—Sí, ¿por qué no la recuperó?—replicó Vérod, como hablando consigo mismo.
—¿Usted no sospechó el motivo?
—Ella misma me lo dijo.
—¿Y fue?...
—Que ya no se creía, no se sentía libre... El compromiso que había contraído un día al aceptar la vida común con ese hombre, era para ella un compromiso sagrado... No quería pasar de un hombre a otro... Ni yo tampoco la quería de esa manera...

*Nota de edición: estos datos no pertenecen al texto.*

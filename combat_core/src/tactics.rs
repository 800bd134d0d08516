//! Combatant control variants

use serde::{Deserialize, Serialize};

/// How a combatant's attacks are driven
///
/// `Manual` leaves every decision (including skill timing) to the external
/// caller. `Autonomous` rolls a 0-99 integer before each attack; when the
/// roll lands under the configured trigger chance and the skill is both
/// affordable and unused, the combatant fires its skill on its own. The
/// skill's damage value is discarded in that path - autonomous skill use
/// burns the once-per-match charge without dealing its damage to anyone,
/// matching the reference rules. The normal attack always follows,
/// whether or not the skill fired.
#[derive(Debug, Clone, Copy, PartialEq, Eq, Serialize, Deserialize)]
#[serde(rename_all = "snake_case")]
pub enum Tactics {
    Manual,
    Autonomous,
}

¿Era creíble el escrúpulo que manifestaba Vérod? Un hombre enamorado que se siente amado ¿conoce obstáculos por el cumplimiento de sus anhelos? Cierto es que en las almas capaces de abrigar ideas generosas y escrúpulos delicados, tienen éstos y aquéllas mucha fuerza, principalmente en los comienzos de la pasión, y de las mismas declaraciones del joven resultaba que su amor estaba en la base inicial. Después, se presentaba tan distinto de lo que debía ser según su reputación, hablaba con un acento tan profundamente triste, había en su voz un temblor tan vecino del llanto, que Ferpierre no quiso sospechar de su sinceridad.
—Pero entonces—replicó,—si esa señora le amaba a usted y no se creía libre; si por una parte quería y por otra no podía romper un vínculo ya mortificante para ella; si el nuevo amor en que se concentraba su sola razón de continuar viviendo le estaba vedado por escrúpulos morales, ¿ese mismo argumento que usted aduce para reforzar su acusación, no se vuelve en contra de ésta? La esperanza que habría debido sostener a esa mujer ¿no se habría convertido más bien, en un nuevo y último motivo de desesperación?
—¿Cómo?... ¿Por qué?...—balbuceó Vérod, aturdido.
—Digo que, queriéndole a usted esa señora y no pudiendo amarle sino a costa del respeto que se tenía a sí misma, no encontró en el amor que usted la tenía el consuelo que usted dice. Por el contrario, ese fue su dolor extremo, la razón definida que tuvo para abandonar la vida.
Como si el joven no hubiera comprendido al principio, o le pareciera haber comprendido mal, miraba a su interlocutor con ojos despavoridos, y en toda su actitud, en sus labios entreabiertos, en su respiración breve y precipitada, en el tembloroso ademán con que alzaba el brazo y se oprimía el pecho con la mano, se veía como si de repente hubiera sentido el corazón atravesado por un dolor agudísimo.